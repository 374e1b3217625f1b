//! G4 Plugin Host
//!
//! Loads plugin bundles, manages their enabled state and feeds them events
//! from stdin.

use std::path::PathBuf;
use std::time::Duration;

use anyhow::{Context, Result};
use clap::{Parser, Subcommand};
use tokio::io::{AsyncBufReadExt, BufReader};
use tokio::time::Interval;
use tracing::{info, warn};
use tracing_subscriber::{EnvFilter, layer::SubscriberExt, util::SubscriberInitExt};

use g4::{HostConfig, JsonFileStore, PluginRegistry, CONFIG_FILE};

const DEFAULT_LOG_FILTER: &str = "g4=info,g4_js_runtime=info";

/// G4 Plugin Host
#[derive(Parser, Debug)]
#[command(name = "g4")]
#[command(about = "Sandboxed JavaScript plugin host", long_about = None)]
struct Args {
    /// Path to the host configuration file
    #[arg(short, long, default_value = CONFIG_FILE)]
    config: PathBuf,

    /// Plugin bundle directory (overrides the config file)
    #[arg(short, long)]
    plugins: Option<PathBuf>,

    /// Enabled-state file (overrides the config file)
    #[arg(long)]
    state: Option<PathBuf>,

    #[command(subcommand)]
    command: Command,
}

#[derive(Subcommand, Debug)]
enum Command {
    /// List plugins and their state
    List {
        /// Print snapshots as JSON
        #[arg(long)]
        json: bool,
    },
    /// Start a plugin and keep it enabled
    Enable { id: String },
    /// Stop a plugin and keep it disabled
    Disable { id: String },
    /// Stop a plugin and remove its bundle
    Delete { id: String },
    /// Print a plugin's debug messages
    Console { id: String },
    /// Run enabled plugins, dispatching events read from stdin
    Run {
        /// Dispatch a `tick` event at this period
        #[arg(long)]
        tick_ms: Option<u64>,
    },
}

fn main() -> Result<()> {
    let args = Args::parse();

    let mut config = HostConfig::load(&args.config)
        .with_context(|| format!("Failed to load {}", args.config.display()))?;
    if let Some(plugins) = args.plugins {
        config.plugins_dir = plugins;
    }
    if let Some(state) = args.state {
        config.state_file = state;
    }

    // Initialize tracing
    let default_filter = config.log_filter.as_deref().unwrap_or(DEFAULT_LOG_FILTER);
    tracing_subscriber::registry()
        .with(EnvFilter::try_from_default_env().unwrap_or_else(|_| EnvFilter::new(default_filter)))
        .with(tracing_subscriber::fmt::layer())
        .init();

    let store = JsonFileStore::new(&config.state_file);
    let mut registry = PluginRegistry::new(&config.plugins_dir, Box::new(store))
        .with_manifest_file(config.manifest_file.clone());
    registry
        .load_all()
        .with_context(|| format!("Failed to load plugins from {}", config.plugins_dir.display()))?;

    match args.command {
        Command::List { json } => print_list(&registry, json)?,
        Command::Enable { id } => {
            registry.set_running(&id)?;
            println!("{id}: running");
        }
        Command::Disable { id } => {
            registry.set_stopped(&id)?;
            println!("{id}: stopped");
        }
        Command::Delete { id } => {
            registry.delete(&id)?;
            println!("{id}: deleted");
        }
        Command::Console { id } => print_console(&registry, &id)?,
        Command::Run { tick_ms } => {
            let period = tick_ms.or(config.tick_interval_ms).map(Duration::from_millis);

            // Sandboxes are !Send, so the event loop stays on this thread.
            tokio::runtime::Builder::new_current_thread()
                .enable_all()
                .build()
                .context("Failed to build tokio runtime")?
                .block_on(run_loop(&mut registry, period))?;
        }
    }

    registry.shutdown();
    Ok(())
}

fn print_list(registry: &PluginRegistry, json: bool) -> Result<()> {
    let snapshot = registry.snapshot();
    if json {
        println!("{}", serde_json::to_string_pretty(&snapshot)?);
        return Ok(());
    }

    if snapshot.is_empty() {
        println!("No plugins in {}", registry.bundle_root().display());
    }
    for plugin in snapshot {
        println!(
            "{:<20} {:<8} {} v{} by {} ({} handlers)",
            plugin.id, plugin.run_state, plugin.name, plugin.version, plugin.author, plugin.handler_count
        );
    }
    Ok(())
}

fn print_console(registry: &PluginRegistry, id: &str) -> Result<()> {
    let plugin = registry
        .get(id)
        .ok_or_else(|| g4::PluginError::PluginNotFound(id.to_string()))?;

    for message in plugin.debug_messages() {
        println!(
            "{} [{}] {}",
            message.timestamp.format("%H:%M:%S%.3f"),
            message.severity,
            message.text
        );
    }
    Ok(())
}

/// One line of `run` input.
#[derive(Debug, PartialEq)]
enum Input {
    Blank,
    Reload,
    Event {
        event_type: String,
        payload: serde_json::Value,
    },
}

fn parse_line(line: &str) -> Result<Input, serde_json::Error> {
    let line = line.trim();
    if line.is_empty() {
        return Ok(Input::Blank);
    }
    if line == "reload" {
        return Ok(Input::Reload);
    }

    let (event_type, rest) = match line.split_once(char::is_whitespace) {
        Some((event_type, rest)) => (event_type, rest.trim()),
        None => (line, ""),
    };
    let payload = if rest.is_empty() {
        serde_json::Value::Null
    } else {
        serde_json::from_str(rest)?
    };

    Ok(Input::Event {
        event_type: event_type.to_string(),
        payload,
    })
}

async fn next_tick(ticker: &mut Option<Interval>) {
    match ticker {
        Some(ticker) => {
            ticker.tick().await;
        }
        None => std::future::pending::<()>().await,
    }
}

async fn run_loop(registry: &mut PluginRegistry, tick_period: Option<Duration>) -> Result<()> {
    info!("Running {} plugins, reading events from stdin", registry.len());

    let mut lines = BufReader::new(tokio::io::stdin()).lines();
    let mut ticker = tick_period.map(tokio::time::interval);
    let mut ticks: u64 = 0;
    let ctrl_c = tokio::signal::ctrl_c();
    tokio::pin!(ctrl_c);

    loop {
        tokio::select! {
            line = lines.next_line() => {
                let Some(line) = line.context("Failed to read stdin")? else {
                    info!("End of input, shutting down...");
                    break;
                };

                match parse_line(&line) {
                    Ok(Input::Blank) => {}
                    Ok(Input::Reload) => {
                        registry.reload()?;
                    }
                    Ok(Input::Event { event_type, payload }) => {
                        let report = registry.dispatch(&event_type, &payload);
                        info!(
                            event_type = %event_type,
                            invoked = report.invoked,
                            failed = report.failed,
                            "Dispatched to {} plugins",
                            report.plugins
                        );
                    }
                    Err(e) => warn!("Ignoring line with invalid JSON payload: {}", e),
                }
            }
            _ = next_tick(&mut ticker) => {
                ticks += 1;
                registry.dispatch("tick", &serde_json::json!({ "count": ticks }));
            }
            _ = &mut ctrl_c => {
                info!("Received Ctrl+C, shutting down...");
                break;
            }
        }
    }

    Ok(())
}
——————————
Task instructions
Every line of the material that includes the word "report" needs to be copied.

Solution below
                        let report = registry.dispatch(&event_type, &payload);
                            invoked = report.invoked,
                            failed = report.failed,
                            report.plugins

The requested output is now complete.